There is large amount of smoke coming from new vent on left. On the right is the fiery vent we have been watching.
http://eldgos.mila.is/eyjafjallajokull-fra-thorolfsfelli/
http://eldgos.mila.is/eyjafjallajokull-fra-thorolfsfelli/
I wonder if this is going to screw up air traffic in Europe?
I've only been watching this for the last 30 minutes since I first got on, but the "fire" erupting from the right-hand vent appears to me to have tripled in height just in the last 30 minutes.
Per what someone else above asked---is this still the same volcano as before, or are the new eruptions on the "sister" volcano, Katla?
PS: For those of you that do not know, IF YOU WANT A CLOSE UP VIEW OF THE VOLCANO, LIKE YOU WERE ONLY 100 YARDS AWAY, HOLD DOWN "CONTROL AND + KEY"(AT THE SAME TIME) AND IT WILL ZOOM INTO THE CAM PHOTO! THE MORE TIMES YOU DO IT THE MORE IT WILL ZOOM IN.

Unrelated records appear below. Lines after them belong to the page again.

/// Convenience result type used across revealkit.
pub type RevealResult<T> = Result<T, RevealError>;

/// Top-level error taxonomy used by construction and configuration APIs.
///
/// Frame processing never returns these: detached nodes and unresolvable images degrade to
/// "no animation" and are only logged.
#[derive(thiserror::Error, Debug)]
pub enum RevealError {
    /// Invalid host-provided data (metrics, layouts, transition specs).
    #[error("validation error: {0}")]
    Validation(String),

    /// Invalid configuration values.
    #[error("config error: {0}")]
    Config(String),

    /// Unparsable trigger positions or toggle actions.
    #[error("trigger error: {0}")]
    Trigger(String),

    /// A node required at mount time is no longer part of the stage.
    #[error("detached node: {0}")]
    Detached(String),

    /// The floating preview panel is already leased by another section.
    #[error("preview panel already leased: {0}")]
    PanelBusy(String),

    /// Errors when serializing or deserializing data structures.
    #[error("serialization error: {0}")]
    Serde(String),

    /// Wrapped lower-level error from dependencies or IO.
    #[error(transparent)]
    Other(#[from] anyhow::Error),
}

impl RevealError {
    /// Build a [`RevealError::Validation`] value.
    pub fn validation(msg: impl Into<String>) -> Self {
        Self::Validation(msg.into())
    }

    /// Build a [`RevealError::Config`] value.
    pub fn config(msg: impl Into<String>) -> Self {
        Self::Config(msg.into())
    }

    /// Build a [`RevealError::Trigger`] value.
    pub fn trigger(msg: impl Into<String>) -> Self {
        Self::Trigger(msg.into())
    }

    /// Build a [`RevealError::Detached`] value.
    pub fn detached(msg: impl Into<String>) -> Self {
        Self::Detached(msg.into())
    }

    /// Build a [`RevealError::PanelBusy`] value.
    pub fn panel_busy(msg: impl Into<String>) -> Self {
        Self::PanelBusy(msg.into())
    }

    /// Build a [`RevealError::Serde`] value.
    pub fn serde(msg: impl Into<String>) -> Self {
        Self::Serde(msg.into())
    }
}

impl From<serde_json::Error> for RevealError {
    fn from(err: serde_json::Error) -> Self {
        Self::Serde(err.to_string())
    }
}

#[cfg(test)]
#[path = "../../tests/unit/foundation/error.rs"]
mod tests;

I can't seem to get that to work for me. I tried it with the cursor arrow both on and off the picture itself.---??
I don't have a mac. Holding "control" and + usually enlarges the text of a page, but on this one it's not doing anything.

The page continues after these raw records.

use super::*;
use crate::{
    animation::props::PropertyGroup, sections::links::RecordingOpener,
    trigger::registry::ElementState,
};

fn page() -> Page {
    Page::new(RevealConfig::default()).unwrap()
}

fn posts(n: usize) -> Vec<RowData> {
    (0..n)
        .map(|i| RowData::new(format!("post-{i}"), format!("Post {i}")))
        .collect()
}

fn state_of(page: &Page, key: &str) -> ElementState {
    let suffix = format!("/{key}");
    page.registry()
        .iter()
        .find(|t| t.key.ends_with(&suffix))
        .map(|t| t.state)
        .unwrap()
}

fn approx(a: f64, b: f64) -> bool {
    (a - b).abs() < 1e-6
}

// Rows of a content index sit at y = 152 + 140 * i in a 1280x720 viewport; their window is
// "top 90%" to "top 75%", i.e. [y - 648, y - 540).

#[test]
fn mount_acquires_listeners_and_one_trigger_per_row() {
    let mut p = page();
    let id = p
        .mount(SectionSpec::new(SectionKind::ContentIndex, posts(10)))
        .unwrap();

    assert_eq!(p.registry().len(), 10);
    assert_eq!(p.listeners().owned_by(id), 3);
    assert_eq!(p.listeners().owners(ListenerKind::PointerMove), vec![id]);
    // container + heading + 10 rows + panel
    assert_eq!(p.stage().len(), 13);
    assert!(approx(p.metrics().document_height, 1592.0));
}

#[test]
fn first_frame_enters_rows_already_in_view() {
    let mut p = page();
    p.mount(SectionSpec::new(SectionKind::ContentIndex, posts(10)))
        .unwrap();

    let report = p.frame(0.0);
    // rows 0..=2 are past their window (enter + leave), row 3 is inside it
    assert_eq!(report.trigger_events, 7);
    assert_eq!(state_of(&p, "post-0"), ElementState::Visible);
    assert_eq!(state_of(&p, "post-3"), ElementState::Entering);
    assert_eq!(state_of(&p, "post-4"), ElementState::Hidden);

    p.frame(1100.0);
    let row = p.section_layout(SectionId(1)).unwrap().rows[0].1;
    let style = p.stage().style(row).unwrap();
    assert!(approx(style.opacity, 1.0));
    assert!(approx(style.y, 0.0));
}

#[test]
fn scroll_events_coalesce_into_one_evaluation() {
    let mut p = page();
    p.mount(SectionSpec::new(SectionKind::ContentIndex, posts(10)))
        .unwrap();
    p.frame(0.0);

    p.scroll_to(100.0);
    p.scroll_to(300.0);
    p.scroll_to(400.0);
    let report = p.frame(16.0);

    assert_eq!(report.coalesced, 3);
    assert!(approx(p.metrics().scroll_y, 400.0));
    assert_eq!(state_of(&p, "post-5"), ElementState::Visible);
    assert_eq!(state_of(&p, "post-6"), ElementState::Entering);
    assert_eq!(state_of(&p, "post-7"), ElementState::Hidden);
}

#[test]
fn scrolling_back_up_reverses_rows() {
    let mut p = page();
    p.mount(SectionSpec::new(SectionKind::ContentIndex, posts(10)))
        .unwrap();
    p.frame(0.0);
    p.scroll_to(400.0);
    p.frame(16.0);
    p.frame(2000.0);

    p.scroll_to(0.0);
    p.frame(2016.0);
    assert_eq!(state_of(&p, "post-6"), ElementState::Leaving);

    p.frame(4000.0);
    p.frame(4016.0);
    assert_eq!(state_of(&p, "post-6"), ElementState::Hidden);
    let row = p.section_layout(SectionId(1)).unwrap().rows[6].1;
    assert!(approx(p.stage().style(row).unwrap().opacity, 0.0));
}

#[test]
fn same_keys_keep_the_session() {
    let mut p = page();
    let id = p
        .mount(SectionSpec::new(SectionKind::ContentIndex, posts(4)))
        .unwrap();
    let before = p.snapshot().sections[0].session;

    let retitled: Vec<RowData> = posts(4)
        .into_iter()
        .map(|mut r| {
            r.title.push_str(" (edited)");
            r
        })
        .collect();
    assert!(!p.set_rows(id, retitled).unwrap());
    assert_eq!(p.snapshot().sections[0].session, before);
}

#[test]
fn changed_keys_rebuild_the_session() {
    let mut p = page();
    let id = p
        .mount(SectionSpec::new(SectionKind::ContentIndex, posts(10)))
        .unwrap();
    p.frame(0.0);
    let before = p.snapshot().sections[0].session;

    assert!(p.set_rows(id, posts(4)).unwrap());
    let snap = p.snapshot();
    assert_ne!(snap.sections[0].session, before);
    assert_eq!(snap.registrations, 4);
    assert_eq!(snap.listeners, 3);
    assert_eq!(p.stage().len(), 7);
    assert!(approx(p.metrics().document_height, 752.0));
}

#[test]
fn unmount_releases_everything() {
    let mut p = page();
    let id = p
        .mount(SectionSpec::new(SectionKind::ContentIndex, posts(6)))
        .unwrap();
    p.frame(0.0);
    p.hover_row(id, &RowKey::from("post-1"));
    p.frame(100.0);

    assert!(p.unmount(id));
    assert!(p.registry().is_empty());
    assert!(p.listeners().is_empty());
    assert!(p.stage().is_empty());
    assert!(p.player().is_empty());
    assert!(!p.unmount(id));
}

#[test]
fn duplicate_row_keys_are_rejected_without_leaking() {
    let mut p = page();
    let rows = vec![RowData::new("a", "A"), RowData::new("a", "again")];
    let err = p
        .mount(SectionSpec::new(SectionKind::Education, rows))
        .unwrap_err();
    assert!(matches!(err, RevealError::Validation(_)));
    assert!(p.stage().is_empty());
    assert!(p.section_ids().is_empty());
}

#[test]
fn hover_toggles_the_preview_panel() {
    let mut p = page();
    let id = p
        .mount(SectionSpec::new(SectionKind::ContentIndex, posts(3)))
        .unwrap();
    let edu = p
        .mount(SectionSpec::new(SectionKind::Education, posts(3)))
        .unwrap();

    assert!(p.hover_row(id, &RowKey::from("post-1")));
    assert!(!p.hover_row(id, &RowKey::from("missing")));
    assert!(!p.hover_row(edu, &RowKey::from("post-1")));

    let state = p.preview(id).unwrap();
    assert_eq!(state.active_row, Some(RowKey::from("post-1")));
    assert!(state.panel_visible());

    assert!(p.leave_list(id));
    assert!(!p.preview(id).unwrap().panel_visible());
    assert!(p.preview(edu).is_none());
}

#[test]
fn pointer_moves_are_routed_to_the_preview() {
    let mut p = page();
    let id = p
        .mount(SectionSpec::new(SectionKind::ContentIndex, posts(3)))
        .unwrap();
    let panel = p.preview_panel(id).unwrap();
    p.frame(0.0);

    p.pointer_move(500.0, 400.0, 0.0);
    p.frame(16.0);
    assert!(p.player().handle_for(panel, PropertyGroup::Transform).is_none());

    p.hover_row(id, &RowKey::from("post-0"));
    p.pointer_move(500.0, 400.0, 20.0);
    p.frame(32.0);
    assert!(p.player().handle_for(panel, PropertyGroup::Transform).is_some());

    p.frame(1400.0);
    let style = p.stage().style(panel).unwrap();
    assert!(approx(style.x, 390.0));
    assert!(approx(style.y, 240.0));
    assert!(approx(style.opacity, 1.0));
    assert!(style.visible);
}

#[test]
fn activation_opens_links_in_a_new_context() {
    let mut p = page();
    let rows = vec![
        RowData::new("a", "A").with_link("https://example.com/a"),
        RowData::new("b", "B"),
    ];
    let id = p
        .mount(SectionSpec::new(SectionKind::ContentIndex, rows.clone()))
        .unwrap();
    let edu = p
        .mount(SectionSpec::new(SectionKind::Education, rows))
        .unwrap();

    let mut opener = RecordingOpener::default();
    assert!(p.activate_row(id, &RowKey::from("a"), &mut opener));
    assert!(!p.activate_row(id, &RowKey::from("b"), &mut opener));
    assert!(!p.activate_row(edu, &RowKey::from("a"), &mut opener));
    assert_eq!(
        opener.opened,
        vec![("https://example.com/a".to_owned(), LinkTarget::NewContext)]
    );
}

#[test]
fn marquee_container_is_pinned_while_scrolling_through() {
    let mut p = page();
    p.mount(SectionSpec::new(SectionKind::ContentIndex, posts(10)))
        .unwrap();
    let tech = p
        .mount(SectionSpec::new(SectionKind::TechList, posts(3)))
        .unwrap();
    // tech list spans 1592..2144, its window runs from 872 to 2144
    assert!(approx(p.metrics().document_height, 2144.0));
    p.frame(0.0);

    p.scroll_to(1000.0);
    p.frame(16.0);
    let container = p.section_layout(tech).unwrap().container.unwrap();
    assert!(approx(p.stage().style(container).unwrap().pin_y, 128.0));

    p.scroll_to(0.0);
    p.frame(32.0);
    assert!(approx(p.stage().style(container).unwrap().pin_y, 0.0));
}

#[test]
fn resize_relayouts_on_width_change() {
    let mut p = page();
    let id = p
        .mount(SectionSpec::new(SectionKind::ExtraTechList, posts(8)))
        .unwrap();
    p.resize(800.0, 600.0);
    p.frame(0.0);

    assert!(approx(p.metrics().width, 800.0));
    let container = p.section_layout(id).unwrap().container.unwrap();
    assert!(approx(p.stage().get(container).unwrap().layout.width(), 800.0));
}

#[test]
fn invalid_resize_is_ignored() {
    let mut p = page();
    p.resize(0.0, 600.0);
    p.frame(0.0);
    assert!(approx(p.metrics().width, 1280.0));
}

#[test]
fn preview_images_resolve_on_mount() {
    let mut p = page();
    let rows = vec![
        RowData::new("a", "A").with_image("https://img.example.com/a.jpg"),
        RowData::new("b", "B"),
    ];
    let spec =
        SectionSpec::new(SectionKind::ContentIndex, rows).with_default_image("https://img.example.com/d.jpg");
    let id = p.mount(spec).unwrap();
    assert_eq!(p.preview(id).unwrap().images.len(), 2);
    assert!(
        p.preview(id)
            .unwrap()
            .images
            .get(&RowKey::from("a"))
            .unwrap()
            .starts_with("https://img.example.com/a.jpg?")
    );
}

#[test]
fn snapshot_serializes() {
    let mut p = page();
    p.mount(SectionSpec::new(SectionKind::WorkExperience, posts(2)))
        .unwrap();
    p.frame(0.0);
    let json = serde_json::to_value(p.snapshot()).unwrap();
    assert_eq!(json["frame"], 1);
    assert_eq!(json["sections"][0]["kind"], "work_experience");
    assert_eq!(json["sections"][0]["triggers"], 4);
}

Could the fact that I'm on Mozilla (Firefox) have anything to do with this not working?
Ok--got it working---had to hold cursor over the TEXT, not over the pic, then it works.
It is about 2:45 am Iceland time here, with a full moon:
Has anyone tried those links we were using to monitor the tremor amplitudes from Iceland during the previous eruptions? Those links have worked everyday I have gone to them until now.....timed out or not available.....hummmm
Working fine for me. Some really black stuff coming out of that vent to the right.
I read somewhere that the harmonic tremors are going like crazy!
So this is a different one than the one we can't pronounce?
http://www2.norvol.hi.is/page/ies_Eyjafjallajokull_eruptionPlumes of white steam extend partway down Gígjökull. The uppermost plume represents the position of the northward-flowing lava flow, whereas the lower plumes are from hot meltwater.
Meltwater:
Discharge remains high from Gígjökull due to lava-ice interactions. Aerial observations of Gígjökull show that warm meltwater has carved a trench partway down the glacier. The electrical conductivity of Krossá and Steinholtsá remains high (see reports from 28–30 April for details).
Conditions at eruption site:
A 200-m-wide eruptive crater is visible within the ice cauldron. The rim of the crater appears to be ~30 m lower than the adjacent ice surface. Lava has propagated ~1 km north from the crater toward Gígjökull. Although steam is forming over the lava front, no large emissions of steam originate from the eruptive crater.
.... Other remarks: No measurable geophysical changes within the Katla volcano.
JMH(uninformed)O, but it looks possible to me that they're not new vents from the volcano itself, but rather that a new, greater flow of magma is creeping down that valley under the ice from the crater (as it's been doing for a while, AFAIK) and blowing off steam through any shallow or ruptured sections of the glacier it passes.
Well, if you had been watching through the night you would have seen fire erupting from three different sites progressively.
I can't seem to get that to work for me. I tried it with the cursor arrow both on and off the picture itself.---??